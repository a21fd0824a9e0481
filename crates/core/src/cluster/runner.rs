//! Balance-selecting cluster runner.
//!
//! Fits the clustering capability several times and keeps the run whose
//! label-count distribution scores best under the balance entropy.

use tracing::debug;

use crate::cluster::capability::{ClusteringCapability, FitOutcome};
use crate::error::{HierarchyError, Result};
use crate::points::Point;

/// A selected clustering run: labels, centroids, and per-label member counts.
#[derive(Debug, Clone)]
pub struct ClusterRun {
    /// Cluster label per input point, contiguous from 0.
    pub labels: Vec<usize>,
    /// Centroids indexed by label.
    pub centroids: Vec<Point>,
    /// Member count per label. Sums to the number of input points.
    pub counts: Vec<usize>,
}

impl ClusterRun {
    fn from_outcome(outcome: FitOutcome) -> Self {
        let mut counts = vec![0usize; outcome.centroids.len()];
        for &label in &outcome.labels {
            counts[label] += 1;
        }
        Self {
            labels: outcome.labels,
            centroids: outcome.centroids,
            counts,
        }
    }
}

/// Balance score of a run's label-count distribution.
///
/// Each cluster's member count is normalized by the number of distinct
/// labels present (not by the total record count), then scored with
/// `-sum(p * ln p)`. These "probabilities" do not generally sum to 1, so
/// this is not a true Shannon entropy, but among runs with the same total
/// and the same populated label count the perfectly balanced distribution
/// still scores highest. A run with a single populated label scores 0 by
/// definition.
pub fn balance_entropy(counts: &[usize]) -> f64 {
    let populated: Vec<usize> = counts.iter().copied().filter(|&c| c > 0).collect();
    if populated.len() <= 1 {
        return 0.0;
    }

    let n_labels = populated.len() as f64;
    populated
        .iter()
        .map(|&c| {
            let p = c as f64 / n_labels;
            -(p * p.ln())
        })
        .sum()
}

/// Fits `k` clusters `retries` times and returns the most balanced run.
///
/// A run replaces the incumbent only when its entropy is strictly greater,
/// so the earliest-found maximum wins ties. With `retries == 1` this is a
/// single capability invocation.
///
/// # Errors
///
/// Returns `InvalidClusterCount` when `k` is zero or exceeds the number of
/// points supplied.
pub fn best_run<C: ClusteringCapability>(
    capability: &mut C,
    points: &[Point],
    k: usize,
    retries: usize,
    weights: Option<&[f64]>,
) -> Result<ClusterRun> {
    if k == 0 || k > points.len() {
        return Err(HierarchyError::InvalidClusterCount {
            requested: k,
            available: points.len(),
        });
    }

    let mut best = ClusterRun::from_outcome(capability.fit(points, k, weights)?);
    let mut best_entropy = balance_entropy(&best.counts);
    debug!(k, run = 0, entropy = best_entropy, "initial clustering run");

    for run in 1..retries {
        let candidate = ClusterRun::from_outcome(capability.fit(points, k, weights)?);
        let entropy = balance_entropy(&candidate.counts);
        debug!(k, run, entropy, "clustering run");

        if entropy > best_entropy {
            best = candidate;
            best_entropy = entropy;
        }
    }

    Ok(best)
}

◆ ◆ ◆

State how many lines of the listing include "Fits", and nothing more.

2